Turner left Fourah Bay College in 1962 to devote time to writing his thesis.
It was during this time that he coined the phrase 'Primerm' for a new religious movement in a so-called 'primal society', and also began to develop his own system for categorising 'New Religious Movements in Primal Societies' (abbreviated to NERMS).

He was then appointed to teaching posts in the University of Nsukka, Eastern Nigeria, (1963-1966), the University of Leicester (1966), Chandler School of Theology, Emory University, Atlanta, USA (1971-1972), and the University of Aberdeen (1973 to 1983) where he set up the 'Centre for the Study of New Religious Movements', which consisted of an extensive collection of materials on NERMS which he himself had collected during the course of his work, and on his travels to all five continents.

The University of Otego, New Zealand recognised his pioneer studies on the 'New Religious Movements' by honouring his achievements with an honorary Doctorate in 1976.

His final move in the United Kingdom was to the Selly Oak Colleges, Birmingham (now part of the University of Birmingham) in 1981, where he was appointed Director of the Centre for New Religious Movements. It was during this period that he was able to obtain funding to pay for translations of some of the foreign language material in the extensive collection of resources which now forms the basis of the Harold Turner Collection, and also for the microfilming of much of the collection, copies of which were then circulated to theological colleges both at home and abroad.

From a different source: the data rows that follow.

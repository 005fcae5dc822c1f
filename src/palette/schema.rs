//! Wire format of the generateContent call.
//!
//! The request asks for JSON constrained by a response schema; the reply
//! wraps the model's JSON text in candidate/part envelopes.

use serde::Deserialize;
use serde_json::{json, Value};

use super::PaletteError;
use crate::models::{ColorRole, PaletteDraft, RgbColor};

/// Builds the instruction text sent to the model.
#[must_use]
pub fn build_prompt(prompt: &str) -> String {
    let mut text = format!(
        "Generate a cohesive and beautiful color palette based on this description: \"{prompt}\".\n\
         Ensure high contrast and usability for UI design.\n\
         The palette MUST strictly include colors for these specific roles:\n"
    );
    for (n, role) in ColorRole::ALL.iter().enumerate() {
        text.push_str(&format!("{}. {} ({})\n", n + 1, role.as_str(), role.purpose()));
    }
    text.push_str("\nProvide a creative name for the palette and a short description of the vibe.\n");
    text
}

/// Schema the model's JSON must follow.
#[must_use]
pub fn response_schema() -> Value {
    let roles: Vec<&str> = ColorRole::ALL.iter().map(|r| r.as_str()).collect();
    json!({
        "type": "OBJECT",
        "properties": {
            "name": { "type": "STRING", "description": "Creative name for the palette" },
            "description": { "type": "STRING", "description": "Short description of the vibe" },
            "colors": {
                "type": "ARRAY",
                "items": {
                    "type": "OBJECT",
                    "properties": {
                        "hex": { "type": "STRING", "description": "Hex code e.g. #FF5500" },
                        "name": { "type": "STRING", "description": "Creative color name" },
                        "role": { "type": "STRING", "enum": roles },
                        "description": { "type": "STRING", "description": "Why this color fits the role" }
                    },
                    "required": ["hex", "name", "role", "description"]
                }
            }
        },
        "required": ["name", "description", "colors"]
    })
}

/// Full request body for `prompt`.
#[must_use]
pub fn request_body(prompt: &str) -> Value {
    json!({
        "contents": [{
            "role": "user",
            "parts": [{ "text": build_prompt(prompt) }]
        }],
        "generationConfig": {
            "responseMimeType": "application/json",
            "responseSchema": response_schema()
        }
    })
}

#[derive(Debug, Default, Deserialize)]
struct GenerateResponse {
    #[serde(default)]
    candidates: Vec<Candidate>,
}

#[derive(Debug, Default, Deserialize)]
struct Candidate {
    #[serde(default)]
    content: Option<Content>,
}

#[derive(Debug, Default, Deserialize)]
struct Content {
    #[serde(default)]
    parts: Vec<Part>,
}

#[derive(Debug, Default, Deserialize)]
struct Part {
    #[serde(default)]
    text: Option<String>,
}

/// Pulls the model's text out of a generateContent reply.
///
/// Text parts of the first candidate are concatenated. A reply without any
/// text is [`PaletteError::EmptyResponse`].
pub fn extract_text(body: &str) -> Result<String, PaletteError> {
    let response: GenerateResponse = serde_json::from_str(body)
        .map_err(|e| PaletteError::InvalidFormat(format!("envelope: {e}")))?;

    let text: String = response
        .candidates
        .into_iter()
        .next()
        .and_then(|c| c.content)
        .map(|content| {
            content
                .parts
                .into_iter()
                .filter_map(|p| p.text)
                .collect()
        })
        .unwrap_or_default();

    if text.trim().is_empty() {
        return Err(PaletteError::EmptyResponse);
    }
    Ok(text)
}

/// Decodes the model's JSON text into a palette draft.
///
/// Every field the schema requires must be present and every role must be
/// one of the known roles. Hex codes must be `#RRGGBB`. Unknown extra keys
/// are ignored.
pub fn decode_palette(text: &str) -> Result<PaletteDraft, PaletteError> {
    if text.trim().is_empty() {
        return Err(PaletteError::EmptyResponse);
    }

    let draft: PaletteDraft =
        serde_json::from_str(text).map_err(|e| PaletteError::InvalidFormat(e.to_string()))?;

    for color in &draft.colors {
        if !is_full_hex(&color.hex) {
            return Err(PaletteError::InvalidFormat(format!(
                "colour '{}' has invalid hex code '{}'",
                color.name, color.hex
            )));
        }
    }

    Ok(draft)
}

fn is_full_hex(hex: &str) -> bool {
    hex.len() == 7 && hex.starts_with('#') && RgbColor::from_hex(hex).is_ok()
}

#[cfg(test)]
mod tests {
    use super::*;

    const SAMPLE: &str = r##"{
        "name": "Sunset Boulevard",
        "description": "Warm dusk tones",
        "colors": [
            {"hex": "#FF5500", "name": "Ember", "role": "primary", "description": "Bold"},
            {"hex": "#1A1A2E", "name": "Night", "role": "background", "description": "Deep"},
            {"hex": "#EAEAEA", "name": "Mist", "role": "text_main", "description": "Readable"}
        ]
    }"##;

    #[test]
    fn test_decode_valid_palette() {
        let draft = decode_palette(SAMPLE).unwrap();
        assert_eq!(draft.name, "Sunset Boulevard");
        assert_eq!(draft.colors.len(), 3);
        assert_eq!(draft.colors[2].role, ColorRole::TextMain);
    }

    #[test]
    fn test_decode_missing_colors_is_invalid() {
        let err = decode_palette(r#"{"name": "X", "description": "Y"}"#).unwrap_err();
        assert!(matches!(err, PaletteError::InvalidFormat(_)));
        assert!(err.to_string().starts_with("Invalid response format"));
    }

    #[test]
    fn test_decode_unknown_role_is_invalid() {
        let text = r##"{"name":"X","description":"Y","colors":[
            {"hex":"#000000","name":"Ink","role":"border","description":"?"}]}"##;
        assert!(matches!(
            decode_palette(text),
            Err(PaletteError::InvalidFormat(_))
        ));
    }

    #[test]
    fn test_decode_bad_hex_is_invalid() {
        for hex in ["FF5500", "#F50", "#GG0000", "#FF55001"] {
            let text = format!(
                r#"{{"name":"X","description":"Y","colors":[
                    {{"hex":"{hex}","name":"C","role":"accent","description":"D"}}]}}"#
            );
            assert!(
                matches!(decode_palette(&text), Err(PaletteError::InvalidFormat(_))),
                "{hex} should be rejected"
            );
        }
    }

    #[test]
    fn test_decode_tolerates_extra_keys() {
        let text = r##"{"name":"X","description":"Y","mood":"calm","colors":[
            {"hex":"#123456","name":"C","role":"surface","description":"D","alpha":1}]}"##;
        assert_eq!(decode_palette(text).unwrap().colors.len(), 1);
    }

    #[test]
    fn test_decode_empty_text() {
        assert!(matches!(decode_palette("  "), Err(PaletteError::EmptyResponse)));
        assert!(matches!(
            decode_palette("not json"),
            Err(PaletteError::InvalidFormat(_))
        ));
    }

    #[test]
    fn test_extract_text_joins_parts() {
        let body = r#"{"candidates":[{"content":{"parts":[{"text":"{\"a\":"},{"text":"1}"}]}}]}"#;
        assert_eq!(extract_text(body).unwrap(), r#"{"a":1}"#);
    }

    #[test]
    fn test_extract_text_without_candidates() {
        assert!(matches!(
            extract_text(r#"{"candidates":[]}"#),
            Err(PaletteError::EmptyResponse)
        ));
        assert!(matches!(
            extract_text(r#"{"promptFeedback":{"blockReason":"SAFETY"}}"#),
            Err(PaletteError::EmptyResponse)
        ));
    }

    #[test]
    fn test_request_body_shape() {
        let body = request_body("ocean at dawn");
        let text = body["contents"][0]["parts"][0]["text"].as_str().unwrap();
        assert!(text.contains("\"ocean at dawn\""));
        assert!(text.contains("7. text_muted (Lower contrast text)"));
        assert_eq!(
            body["generationConfig"]["responseMimeType"],
            "application/json"
        );
        let roles = &body["generationConfig"]["responseSchema"]["properties"]["colors"]["items"]
            ["properties"]["role"]["enum"];
        assert_eq!(roles.as_array().unwrap().len(), 7);
    }
}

It was during this time that Turner met Lesslie Newbigin through their common friend Dan Beeby. Bishop James Edward Lesslie Newbigin (8 December 1909 - 30 January 1998) was a Church of Scotland missionary who had served in the former Madras State (now Tamil Nadu), India, who became a Christian theologian and bishop involved in missiology, and ecumenism. In 1975 following extensive periods abroad Newbigin and his wife Helen and family settled in Birmingham, where Newbigin became a Lecturer in Mission at the Selly Oak Colleges for five years.

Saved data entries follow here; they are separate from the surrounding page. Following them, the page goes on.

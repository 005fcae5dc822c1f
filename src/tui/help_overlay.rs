//! Help overlay listing every shortcut by context.
//!
//! The content is generated from the [`ShortcutRegistry`], so it always
//! matches the keys that are actually bound.

use ratatui::{
    layout::{Alignment, Margin, Rect},
    style::{Modifier, Style},
    text::{Line, Span},
    widgets::{Block, Borders, Clear, Paragraph, Scrollbar, ScrollbarOrientation, ScrollbarState},
    Frame,
};

use super::{centered_rect, Theme};
use crate::branding::APP_DISPLAY_NAME;
use crate::shortcuts::{contexts, ShortcutRegistry};

/// Sections in display order.
const SECTIONS: [(&str, &str); 5] = [
    (contexts::BOARD, "GAME BOARD"),
    (contexts::WON, "WIN DIALOG"),
    (contexts::PALETTE, "PALETTE STUDIO"),
    (contexts::PALETTE_INPUT, "PROMPT INPUT"),
    (contexts::HELP, "THIS HELP"),
];

/// Width of the key column.
const KEY_COLUMN: usize = 22;

/// State for the help overlay.
#[derive(Debug, Clone, PartialEq, Eq)]
pub struct HelpOverlayState {
    /// Current scroll offset (line number)
    pub scroll_offset: usize,
    /// Total number of content lines
    total_lines: usize,
}

impl HelpOverlayState {
    /// Creates a new help overlay state.
    #[must_use]
    pub fn new() -> Self {
        let total_lines = help_lines(&ShortcutRegistry::new(), &Theme::dark()).len();
        Self {
            scroll_offset: 0,
            total_lines,
        }
    }

    /// Scroll up by one line.
    pub const fn scroll_up(&mut self) {
        self.scroll_offset = self.scroll_offset.saturating_sub(1);
    }

    /// Scroll down by one line.
    pub const fn scroll_down(&mut self) {
        if self.scroll_offset + 1 < self.total_lines {
            self.scroll_offset += 1;
        }
    }
}

impl Default for HelpOverlayState {
    fn default() -> Self {
        Self::new()
    }
}

/// Help content, one section per context.
fn help_lines(registry: &ShortcutRegistry, theme: &Theme) -> Vec<Line<'static>> {
    let mut lines = vec![
        Line::from(Span::styled(
            format!("{APP_DISPLAY_NAME} - Keyboard Shortcuts"),
            Style::default()
                .fg(theme.primary)
                .add_modifier(Modifier::BOLD),
        )),
        Line::from(""),
    ];

    for (context, title) in SECTIONS {
        lines.push(Line::from(Span::styled(
            format!("═══ {title} ═══"),
            Style::default()
                .fg(theme.accent)
                .add_modifier(Modifier::BOLD),
        )));
        for (keys, action) in registry.hints(context) {
            lines.push(Line::from(vec![
                Span::raw("  "),
                Span::styled(
                    format!("{keys:<KEY_COLUMN$}"),
                    Style::default().fg(theme.success),
                ),
                Span::styled(action.description(), Style::default().fg(theme.text)),
            ]));
        }
        lines.push(Line::from(""));
    }

    lines
}

/// Renders the overlay on top of `area`.
pub fn render(
    f: &mut Frame,
    area: Rect,
    state: &HelpOverlayState,
    registry: &ShortcutRegistry,
    theme: &Theme,
) {
    let popup = centered_rect(70, 80, area);
    f.render_widget(Clear, popup);

    let lines = help_lines(registry, theme);
    let total = lines.len();

    let paragraph = Paragraph::new(lines)
        .block(
            Block::default()
                .title(" Help ")
                .title_alignment(Alignment::Center)
                .title_bottom(Line::from(" ↑↓ scroll  ? close ").alignment(Alignment::Center))
                .borders(Borders::ALL)
                .border_style(Style::default().fg(theme.primary))
                .style(Style::default().bg(theme.surface)),
        )
        .scroll((state.scroll_offset.min(u16::MAX as usize) as u16, 0));
    f.render_widget(paragraph, popup);

    let mut scrollbar_state = ScrollbarState::new(total).position(state.scroll_offset);
    f.render_stateful_widget(
        Scrollbar::new(ScrollbarOrientation::VerticalRight),
        popup.inner(Margin {
            vertical: 1,
            horizontal: 0,
        }),
        &mut scrollbar_state,
    );
}

#[cfg(test)]
mod tests {
    use super::*;
    use crate::tui::test_support::*;

    #[test]
    fn test_lists_every_context() {
        let text: String = help_lines(&ShortcutRegistry::new(), &Theme::dark())
            .iter()
            .map(ToString::to_string)
            .collect::<Vec<_>>()
            .join("\n");
        for (_, title) in SECTIONS {
            assert!(text.contains(title));
        }
        assert!(text.contains("Flip card"));
        assert!(text.contains("Copy hex"));
    }

    #[test]
    fn test_scroll_is_clamped() {
        let mut help = HelpOverlayState::new();
        help.scroll_up();
        assert_eq!(help.scroll_offset, 0);
        for _ in 0..1000 {
            help.scroll_down();
        }
        assert_eq!(help.scroll_offset, help.total_lines - 1);
    }

    #[test]
    fn test_overlay_renders() {
        let mut state = state();
        state.help = Some(HelpOverlayState::new());
        let screen = draw(&state, 100, 40);
        assert!(screen.contains("Keyboard Shortcuts"));
        assert!(screen.contains("GAME BOARD"));
    }
}
//! Admin dashboard mock: sidebar, header, stat cards and a bar chart.

use ratatui::{
    layout::{Constraint, Direction, Layout, Rect},
    style::{Modifier, Style},
    text::{Line, Span},
    widgets::{Bar, BarChart, BarGroup, Block, Borders, Paragraph},
    Frame,
};

use super::{fill, RoleStyles};

const NAV_ITEMS: [&str; 4] = ["Overview", "Analytics", "Customers", "Settings"];

const STATS: [(&str, &str, &str); 3] = [
    ("Total Revenue", "$45,231", "+20.1%"),
    ("Active Users", "2,345", "+15.2%"),
    ("Bounce Rate", "12.5%", "-4.3%"),
];

const CHART_VALUES: [u64; 12] = [40, 65, 45, 80, 55, 90, 70, 85, 60, 75, 50, 65];

/// Sidebar is hidden below this width.
const SIDEBAR_MIN_WIDTH: u16 = 48;

/// Paints the dashboard into `area`.
pub fn render(f: &mut Frame, area: Rect, styles: &RoleStyles) {
    fill(f, area, styles.background);

    let main = if area.width >= SIDEBAR_MIN_WIDTH {
        let columns = Layout::default()
            .direction(Direction::Horizontal)
            .constraints([Constraint::Length(18), Constraint::Min(0)])
            .split(area);
        render_sidebar(f, columns[0], styles);
        columns[1]
    } else {
        area
    };

    let rows = Layout::default()
        .direction(Direction::Vertical)
        .constraints([
            Constraint::Length(3),
            Constraint::Length(6),
            Constraint::Min(0),
        ])
        .split(main);

    render_header(f, rows[0], styles);
    render_stats(f, rows[1], styles);
    render_chart(f, rows[2], styles);
}

fn render_sidebar(f: &mut Frame, area: Rect, styles: &RoleStyles) {
    let mut lines = vec![
        Line::from(vec![
            Span::styled("▇▇", Style::default().fg(styles.primary.to_ratatui_color())),
            Span::styled(
                " Dash.",
                Style::default()
                    .fg(styles.text_main.to_ratatui_color())
                    .add_modifier(Modifier::BOLD),
            ),
        ]),
        Line::from(""),
    ];

    for (index, item) in NAV_ITEMS.iter().enumerate() {
        let line = if index == 0 {
            // Active item: primary text on a faint primary wash
            let wash = RoleStyles::tint(styles.primary, styles.surface);
            Line::from(Span::styled(
                format!(" ● {item:<13}"),
                RoleStyles::style(styles.primary, wash).add_modifier(Modifier::BOLD),
            ))
        } else {
            Line::from(Span::styled(
                format!(" ○ {item}"),
                Style::default().fg(styles.text_muted.to_ratatui_color()),
            ))
        };
        lines.push(line);
    }

    let block = Block::default()
        .borders(Borders::RIGHT)
        .border_style(Style::default().fg(styles.border_on(styles.surface).to_ratatui_color()))
        .style(Style::default().bg(styles.surface.to_ratatui_color()));
    f.render_widget(Paragraph::new(lines).block(block), area);
}

fn render_header(f: &mut Frame, area: Rect, styles: &RoleStyles) {
    let line = Line::from(vec![
        Span::styled(
            " Overview",
            Style::default()
                .fg(styles.text_main.to_ratatui_color())
                .add_modifier(Modifier::BOLD),
        ),
        Span::raw(" ".repeat(usize::from(area.width.saturating_sub(14)))),
        Span::styled("(◯)", Style::default().fg(styles.accent.to_ratatui_color())),
    ]);

    let block = Block::default()
        .borders(Borders::BOTTOM)
        .border_style(Style::default().fg(styles.border_on(styles.surface).to_ratatui_color()))
        .style(Style::default().bg(styles.surface.to_ratatui_color()));
    f.render_widget(Paragraph::new(vec![Line::from(""), line]).block(block), area);
}

fn render_stats(f: &mut Frame, area: Rect, styles: &RoleStyles) {
    let cards = Layout::default()
        .direction(Direction::Horizontal)
        .constraints([Constraint::Ratio(1, 3); 3])
        .margin(1)
        .spacing(1)
        .split(area);

    let trend_bg = RoleStyles::tint(styles.secondary, styles.surface);
    for ((label, value, trend), card) in STATS.iter().zip(cards.iter()) {
        let lines = vec![
            Line::from(Span::styled(
                *label,
                Style::default().fg(styles.text_muted.to_ratatui_color()),
            )),
            Line::from(Span::styled(
                *value,
                Style::default()
                    .fg(styles.text_main.to_ratatui_color())
                    .add_modifier(Modifier::BOLD),
            )),
            Line::from(Span::styled(
                format!(" {trend} "),
                RoleStyles::style(styles.secondary, trend_bg),
            )),
        ];
        let block = Block::default()
            .borders(Borders::ALL)
            .border_style(Style::default().fg(styles.border_on(styles.surface).to_ratatui_color()))
            .style(Style::default().bg(styles.surface.to_ratatui_color()));
        f.render_widget(Paragraph::new(lines).block(block), *card);
    }
}

fn render_chart(f: &mut Frame, area: Rect, styles: &RoleStyles) {
    let area = Rect {
        x: area.x.saturating_add(1),
        width: area.width.saturating_sub(2),
        ..area
    };

    let bars: Vec<Bar> = CHART_VALUES
        .iter()
        .enumerate()
        .map(|(index, value)| {
            let color = if index % 2 == 0 {
                styles.primary
            } else {
                styles.secondary
            };
            Bar::default()
                .value(*value)
                .text_value(String::new())
                .style(Style::default().fg(color.to_ratatui_color()))
        })
        .collect();

    let inner_width = area.width.saturating_sub(2);
    let bar_width = (inner_width / 12).saturating_sub(1).max(1);

    let chart = BarChart::default()
        .block(
            Block::default()
                .borders(Borders::ALL)
                .title(Span::styled(
                    " Revenue Overview ",
                    Style::default()
                        .fg(styles.text_main.to_ratatui_color())
                        .add_modifier(Modifier::BOLD),
                ))
                .border_style(
                    Style::default().fg(styles.border_on(styles.surface).to_ratatui_color()),
                )
                .style(Style::default().bg(styles.surface.to_ratatui_color())),
        )
        .data(BarGroup::default().bars(&bars))
        .bar_width(bar_width)
        .bar_gap(1)
        .max(100);

    f.render_widget(chart, area);
}

#[cfg(test)]
mod tests {
    use super::super::test_support::{draw, full_styles, text};
    use super::super::PreviewKind;

    #[test]
    fn test_dashboard_shows_template_text() {
        let buffer = draw(PreviewKind::Dashboard, &full_styles(), 100, 30);
        let screen = text(&buffer);
        for needle in ["Dash.", "Analytics", "Total Revenue", "$45,231", "Revenue Overview"] {
            assert!(screen.contains(needle), "missing {needle}");
        }
    }

    #[test]
    fn test_narrow_dashboard_hides_sidebar() {
        let buffer = draw(PreviewKind::Dashboard, &full_styles(), 40, 30);
        let screen = text(&buffer);
        assert!(!screen.contains("Customers"));
        assert!(screen.contains("Overview"));
    }
}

Newbigin had initiated a movement called The Gospel and Our Culture through which, in a succession of books, a newsletter and conferences, he sought 'authentic missionary engagement' with Western culture. In particular, Newbigin invited Turner to read and comment his draft of the book The Gospel in a Pluralist Society. When Harold Turner subsequently returned to his home country in 1989 following his retirement, he set up a New Zealand network with similar aims to those of Newbigin - the Gospel and Cultures Trust (later to be called DeepSight Trust). He produced a newsletter called New Slant with an ACCESS Supplement comprising an annotated list of articles and passages from books of which he would supply photocopies to readers for a small fee (a full set of New Slant is archived at the Henry Martyn Centre, Cambridge). he also ran courses, contributed chapters and articles to books and to magazines such as Stimulus, and wrote not infrequently to the press.

By the 1990s, new religious movements in primal societies were recognized alongside the standard categories of comparative religion (Hinduism, Buddhism, Islam, Judaism and Christianity), as seen in the new edition of the Encyclopedia of Religion (Jones 2005).
Custodial HistoryProfessor Harold W. Turner assembled the collection on New Religious Movements in Primal Societies, coining the word PriNRMS. His experience of such a movement in Africa led him to wonder whether it was happening elsewhere. The subject became his research interest since 1956, throughout his academic career. On his retirement, he donated the collection to the Selly Oak Colleges Library, Birmingham, where he set up the Study Centre for New Religious Movements in Primal Societies, with himself as its first Director. During this time, together with many volunteers, he continued to add new materials to the collection. In 1997 the collection moved into the Orchard Learning Resources Centre, Selly Oak, and the Centre is now part of the University of Birmingham's Department of Theology, called Research Unit for New Religions and Churches. The HT collection was later transferred to the Cadbury Research Library, part of Library Services at the University of Birmingham.